• **Activity**:
Find every line below with the word "collections" in it, and copy each one.

Segment Start: Given data

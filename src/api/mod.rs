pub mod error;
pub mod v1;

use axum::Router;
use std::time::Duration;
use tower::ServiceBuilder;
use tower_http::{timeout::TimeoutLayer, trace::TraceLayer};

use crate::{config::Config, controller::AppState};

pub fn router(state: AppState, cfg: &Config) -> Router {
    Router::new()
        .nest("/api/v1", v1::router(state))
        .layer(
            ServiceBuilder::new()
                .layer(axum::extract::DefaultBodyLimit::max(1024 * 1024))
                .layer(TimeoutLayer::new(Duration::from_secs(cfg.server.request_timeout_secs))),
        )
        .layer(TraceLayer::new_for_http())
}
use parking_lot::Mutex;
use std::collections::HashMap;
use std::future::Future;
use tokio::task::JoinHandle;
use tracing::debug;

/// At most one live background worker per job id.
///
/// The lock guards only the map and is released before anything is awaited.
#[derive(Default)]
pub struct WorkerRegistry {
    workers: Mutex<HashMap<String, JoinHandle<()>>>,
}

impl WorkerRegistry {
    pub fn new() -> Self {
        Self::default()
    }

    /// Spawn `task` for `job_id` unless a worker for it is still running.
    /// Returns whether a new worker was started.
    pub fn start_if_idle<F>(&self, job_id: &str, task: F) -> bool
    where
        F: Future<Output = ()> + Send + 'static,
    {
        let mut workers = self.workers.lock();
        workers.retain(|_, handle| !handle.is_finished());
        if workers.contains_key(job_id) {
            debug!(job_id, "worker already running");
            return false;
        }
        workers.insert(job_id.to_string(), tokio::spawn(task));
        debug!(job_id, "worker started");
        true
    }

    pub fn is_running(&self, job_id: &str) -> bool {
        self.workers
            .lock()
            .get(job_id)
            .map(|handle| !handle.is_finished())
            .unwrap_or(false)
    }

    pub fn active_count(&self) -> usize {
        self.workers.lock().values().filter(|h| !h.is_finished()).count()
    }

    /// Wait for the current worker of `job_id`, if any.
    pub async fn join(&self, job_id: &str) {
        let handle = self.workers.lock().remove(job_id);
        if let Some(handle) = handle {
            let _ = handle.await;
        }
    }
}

Segment End: Given data
Segment Start: Given data

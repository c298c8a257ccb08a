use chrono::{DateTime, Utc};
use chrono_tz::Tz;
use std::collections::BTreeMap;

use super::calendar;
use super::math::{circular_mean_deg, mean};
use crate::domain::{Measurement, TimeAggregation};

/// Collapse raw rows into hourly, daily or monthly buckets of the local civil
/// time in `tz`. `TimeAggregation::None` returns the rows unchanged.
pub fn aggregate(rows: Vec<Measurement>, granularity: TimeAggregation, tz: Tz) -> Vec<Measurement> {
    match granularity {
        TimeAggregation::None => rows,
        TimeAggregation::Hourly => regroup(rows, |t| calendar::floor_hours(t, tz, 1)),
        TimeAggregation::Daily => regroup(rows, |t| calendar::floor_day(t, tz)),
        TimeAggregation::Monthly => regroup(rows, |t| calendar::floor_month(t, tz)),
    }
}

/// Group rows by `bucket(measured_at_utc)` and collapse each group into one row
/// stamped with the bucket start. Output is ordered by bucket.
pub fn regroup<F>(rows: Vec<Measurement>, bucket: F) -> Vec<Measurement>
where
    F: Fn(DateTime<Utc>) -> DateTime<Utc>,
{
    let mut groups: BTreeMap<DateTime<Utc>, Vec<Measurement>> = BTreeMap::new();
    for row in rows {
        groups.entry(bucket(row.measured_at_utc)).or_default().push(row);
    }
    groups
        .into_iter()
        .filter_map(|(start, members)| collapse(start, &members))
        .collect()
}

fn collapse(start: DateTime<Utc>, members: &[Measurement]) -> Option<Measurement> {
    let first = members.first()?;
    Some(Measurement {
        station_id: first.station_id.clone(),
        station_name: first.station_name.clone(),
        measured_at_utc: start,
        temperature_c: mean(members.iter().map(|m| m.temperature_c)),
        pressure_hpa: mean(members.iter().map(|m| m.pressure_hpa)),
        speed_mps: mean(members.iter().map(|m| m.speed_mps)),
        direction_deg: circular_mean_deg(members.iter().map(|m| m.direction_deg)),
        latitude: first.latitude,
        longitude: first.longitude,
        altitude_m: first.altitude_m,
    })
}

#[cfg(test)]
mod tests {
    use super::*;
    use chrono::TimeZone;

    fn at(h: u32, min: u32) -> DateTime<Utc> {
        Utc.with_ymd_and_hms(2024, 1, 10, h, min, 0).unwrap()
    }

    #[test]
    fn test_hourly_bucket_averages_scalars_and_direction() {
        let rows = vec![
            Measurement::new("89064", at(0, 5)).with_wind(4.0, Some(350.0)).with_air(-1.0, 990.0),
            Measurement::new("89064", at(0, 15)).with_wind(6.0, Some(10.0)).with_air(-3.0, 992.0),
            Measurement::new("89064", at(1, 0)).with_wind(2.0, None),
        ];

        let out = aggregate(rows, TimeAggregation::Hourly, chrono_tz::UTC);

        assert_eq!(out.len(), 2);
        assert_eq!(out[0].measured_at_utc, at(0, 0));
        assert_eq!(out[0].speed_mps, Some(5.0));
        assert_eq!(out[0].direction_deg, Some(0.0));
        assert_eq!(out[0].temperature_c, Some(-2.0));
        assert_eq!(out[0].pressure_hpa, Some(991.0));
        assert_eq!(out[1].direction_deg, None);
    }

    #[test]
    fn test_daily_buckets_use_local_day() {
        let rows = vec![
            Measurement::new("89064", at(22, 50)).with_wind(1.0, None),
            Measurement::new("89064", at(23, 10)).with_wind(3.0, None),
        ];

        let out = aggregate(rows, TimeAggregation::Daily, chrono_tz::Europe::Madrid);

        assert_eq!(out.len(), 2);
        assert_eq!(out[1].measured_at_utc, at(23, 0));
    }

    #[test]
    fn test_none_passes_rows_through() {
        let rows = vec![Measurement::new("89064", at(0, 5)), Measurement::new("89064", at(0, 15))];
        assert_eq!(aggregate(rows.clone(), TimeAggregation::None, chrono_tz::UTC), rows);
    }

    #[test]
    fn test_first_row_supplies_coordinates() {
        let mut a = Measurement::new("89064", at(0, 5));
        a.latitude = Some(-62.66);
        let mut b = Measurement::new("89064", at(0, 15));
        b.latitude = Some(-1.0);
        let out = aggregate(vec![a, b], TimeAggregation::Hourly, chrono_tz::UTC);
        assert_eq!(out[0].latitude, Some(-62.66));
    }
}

Segment End: Given data

• **Solution for this task**:
use std::collections::HashMap;
use std::collections::BTreeMap;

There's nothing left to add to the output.